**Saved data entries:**
────────────────

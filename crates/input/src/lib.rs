//! Terminal input module (engine-facing).
//!
//! This module is intentionally independent of any UI framework. It maps
//! `crossterm` key events into [`KeyCommand`]s, filters mouse events down to
//! left-button clicks, and provides the board-size prompt used in place of a
//! dialog box.

pub mod map;
pub mod mouse;
pub mod prompt;

pub use queen_step_core as core;
pub use queen_step_types as types;

pub use map::{handle_key_event, is_interrupt, should_quit, KeyCommand};
pub use mouse::left_click;
pub use prompt::{PromptOutcome, SizePrompt};
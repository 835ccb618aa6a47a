//! Core game logic module - pure, deterministic, and testable
//!
//! This module contains the game rules and session state. It has **zero
//! dependencies** on UI or I/O, making it:
//!
//! - **Deterministic**: Same seed produces identical block and queen placements
//! - **Testable**: Every rule is checked by unit tests
//! - **Portable**: Can run in any environment (terminal, GUI, headless)
//! - **Allocation-free**: Legal moves fit in a fixed-capacity `ArrayVec`
//!
//! # Module Structure
//!
//! - [`board`]: validated board size and the single-step legality rule
//! - [`game_state`]: the session (queen, blocked square, move count) and its transitions
//! - [`rng`]: seeded LCG and uniform square sampling
//! - [`snapshot`]: read-only copy of a session for renderers
//! - [`error`]: board-size validation error
//!
//! # Game Rules
//!
//! - The queen moves exactly one square per move, orthogonally or diagonally
//! - She may never enter the blocked square, and never leaves the board
//! - A new game places the queen on `(N / 2, N / 2)` and the block on a random
//!   other square
//! - Randomizing the queen clears the move count; randomizing the block does not
//!
//! # Example
//!
//! ```
//! use queen_step_core::{BoardSize, GameState};
//! use queen_step_types::{GameAction, Square};
//!
//! let size = BoardSize::new(8).unwrap();
//! let mut game = GameState::new(size, 12345);
//! assert_eq!(game.queen(), Square::new(4, 4));
//!
//! // Two squares away is never legal.
//! assert!(!game.attempt_move(Square::new(6, 4)));
//! assert_eq!(game.move_count(), 0);
//!
//! // Pick any legal destination and step there.
//! let target = game.legal_moves()[0];
//! assert!(game.apply_action(GameAction::MoveTo(target)));
//! assert_eq!(game.move_count(), 1);
//! ```

pub mod board;
pub mod error;
pub mod game_state;
pub mod rng;
pub mod snapshot;

pub use queen_step_types as types;

// Re-export commonly used types for convenience
pub use board::{legal_moves_from, BoardSize, LegalMoves};
pub use error::BoardSizeError;
pub use game_state::GameState;
pub use rng::SimpleRng;
pub use snapshot::GameSnapshot;
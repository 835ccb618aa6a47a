//! Board module - board geometry and single-step move generation
//!
//! The board itself holds no cells: the only occupied squares are the queen and
//! the blocked square, both tracked by [`crate::GameState`]. This module owns the
//! validated side length and the pure legality rule.

use std::fmt;

use arrayvec::ArrayVec;

use crate::error::BoardSizeError;
use crate::types::{Square, DEFAULT_BOARD_SIZE, MAX_BOARD_SIZE, MIN_BOARD_SIZE, STEP_OFFSETS};

/// Destinations reachable in one step. A square has at most eight neighbours.
pub type LegalMoves = ArrayVec<Square, 8>;

/// Validated board side length in `[MIN_BOARD_SIZE, MAX_BOARD_SIZE]`.
#[derive(Debug, Clone, Copy, PartialEq, Eq, Hash, PartialOrd, Ord)]
pub struct BoardSize(u8);

impl BoardSize {
    pub fn new(n: u8) -> Result<Self, BoardSizeError> {
        if !(MIN_BOARD_SIZE..=MAX_BOARD_SIZE).contains(&n) {
            return Err(BoardSizeError::OutOfRange(n as i64));
        }
        Ok(Self(n))
    }

    /// Parse user input (surrounding whitespace is ignored).
    ///
    /// # Examples
    ///
    /// ```
    /// use queen_step_core::{BoardSize, BoardSizeError};
    ///
    /// assert_eq!(BoardSize::parse(" 12 ").unwrap().get(), 12);
    /// assert_eq!(BoardSize::parse("1"), Err(BoardSizeError::OutOfRange(1)));
    /// assert!(matches!(BoardSize::parse("abc"), Err(BoardSizeError::NotANumber(_))));
    /// ```
    pub fn parse(input: &str) -> Result<Self, BoardSizeError> {
        let trimmed = input.trim();
        let value: i64 = trimmed
            .parse()
            .map_err(|_| BoardSizeError::NotANumber(trimmed.to_string()))?;
        if value < MIN_BOARD_SIZE as i64 || value > MAX_BOARD_SIZE as i64 {
            return Err(BoardSizeError::OutOfRange(value));
        }
        Ok(Self(value as u8))
    }

    pub fn get(self) -> u8 {
        self.0
    }

    pub fn cell_count(self) -> u16 {
        self.0 as u16 * self.0 as u16
    }

    /// Starting square of the queen, `(N / 2, N / 2)`.
    pub fn center(self) -> Square {
        Square::new(self.0 / 2, self.0 / 2)
    }

    pub fn contains(self, sq: Square) -> bool {
        sq.row < self.0 && sq.col < self.0
    }

    /// Row-major index of `sq`. Only meaningful when `contains(sq)`.
    pub fn index_of(self, sq: Square) -> u16 {
        sq.row as u16 * self.0 as u16 + sq.col as u16
    }

    /// Inverse of [`BoardSize::index_of`].
    pub fn square_at(self, index: u16) -> Square {
        let n = self.0 as u16;
        Square::new((index / n) as u8, (index % n) as u8)
    }

    /// All squares in row-major order.
    pub fn squares(self) -> impl Iterator<Item = Square> {
        (0..self.cell_count()).map(move |i| self.square_at(i))
    }
}

impl Default for BoardSize {
    fn default() -> Self {
        Self(DEFAULT_BOARD_SIZE)
    }
}

impl fmt::Display for BoardSize {
    fn fmt(&self, f: &mut fmt::Formatter<'_>) -> fmt::Result {
        write!(f, "{} x {}", self.0, self.0)
    }
}

/// Every in-bounds square one king step away from `from`, except `blocked`.
///
/// `from` itself need not be on the board; only the results are bounds-checked.
pub fn legal_moves_from(size: BoardSize, blocked: Square, from: Square) -> LegalMoves {
    let mut out = LegalMoves::new();
    for &(dr, dc) in STEP_OFFSETS.iter() {
        if let Some(sq) = from.offset(dr, dc, size.get()) {
            if sq != blocked {
                out.push(sq);
            }
        }
    }
    out
}

#[cfg(test)]
mod tests {
    use super::*;

    fn size(n: u8) -> BoardSize {
        BoardSize::new(n).unwrap()
    }

    #[test]
    fn test_board_size_bounds() {
        assert!(BoardSize::new(1).is_err());
        assert!(BoardSize::new(2).is_ok());
        assert!(BoardSize::new(20).is_ok());
        assert_eq!(BoardSize::new(21), Err(BoardSizeError::OutOfRange(21)));
    }

    #[test]
    fn test_parse_rejects_garbage_and_range() {
        assert_eq!(
            BoardSize::parse(""),
            Err(BoardSizeError::NotANumber(String::new()))
        );
        assert!(matches!(
            BoardSize::parse("8.5"),
            Err(BoardSizeError::NotANumber(_))
        ));
        assert_eq!(BoardSize::parse("-3"), Err(BoardSizeError::OutOfRange(-3)));
        assert_eq!(BoardSize::parse("400"), Err(BoardSizeError::OutOfRange(400)));
        assert_eq!(BoardSize::parse(" 20 ").unwrap().get(), 20);
    }

    #[test]
    fn test_center_and_indexing() {
        assert_eq!(size(8).center(), Square::new(4, 4));
        assert_eq!(size(3).center(), Square::new(1, 1));
        assert_eq!(size(2).center(), Square::new(1, 1));

        let s = size(5);
        for (i, sq) in s.squares().enumerate() {
            assert_eq!(s.index_of(sq) as usize, i);
            assert_eq!(s.square_at(i as u16), sq);
        }
        assert_eq!(s.squares().count(), 25);
    }

    #[test]
    fn test_center_square_has_eight_neighbours() {
        let s = size(8);
        let far_block = Square::new(0, 0);
        assert_eq!(legal_moves_from(s, far_block, Square::new(4, 4)).len(), 8);
    }

    #[test]
    fn test_blocked_square_is_excluded() {
        let s = size(3);
        let moves = legal_moves_from(s, Square::new(0, 0), Square::new(1, 1));
        assert_eq!(moves.len(), 7);
        assert!(!moves.contains(&Square::new(0, 0)));
    }

    #[test]
    fn test_corner_moves() {
        let s = size(8);
        let moves = legal_moves_from(s, Square::new(7, 7), Square::new(0, 0));
        assert_eq!(
            moves.as_slice(),
            &[Square::new(0, 1), Square::new(1, 0), Square::new(1, 1)]
        );
    }

    #[test]
    fn test_moves_are_in_bounds_at_distance_one_for_all_sizes() {
        for n in 2..=20 {
            let s = size(n);
            let blocked = Square::new(n - 1, 0);
            for from in s.squares() {
                let moves = legal_moves_from(s, blocked, from);
                for sq in moves.iter() {
                    assert!(s.contains(*sq));
                    assert_eq!(from.chebyshev(*sq), 1);
                    assert_ne!(*sq, blocked);
                }
            }
        }
    }
}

────────────────

**Problem description:** Filter the entries above and keep only the lines with the word "value".

**Output of the task:**
        let value: i64 = trimmed
        if value < MIN_BOARD_SIZE as i64 || value > MAX_BOARD_SIZE as i64 {
            return Err(BoardSizeError::OutOfRange(value));
        Ok(Self(value as u8))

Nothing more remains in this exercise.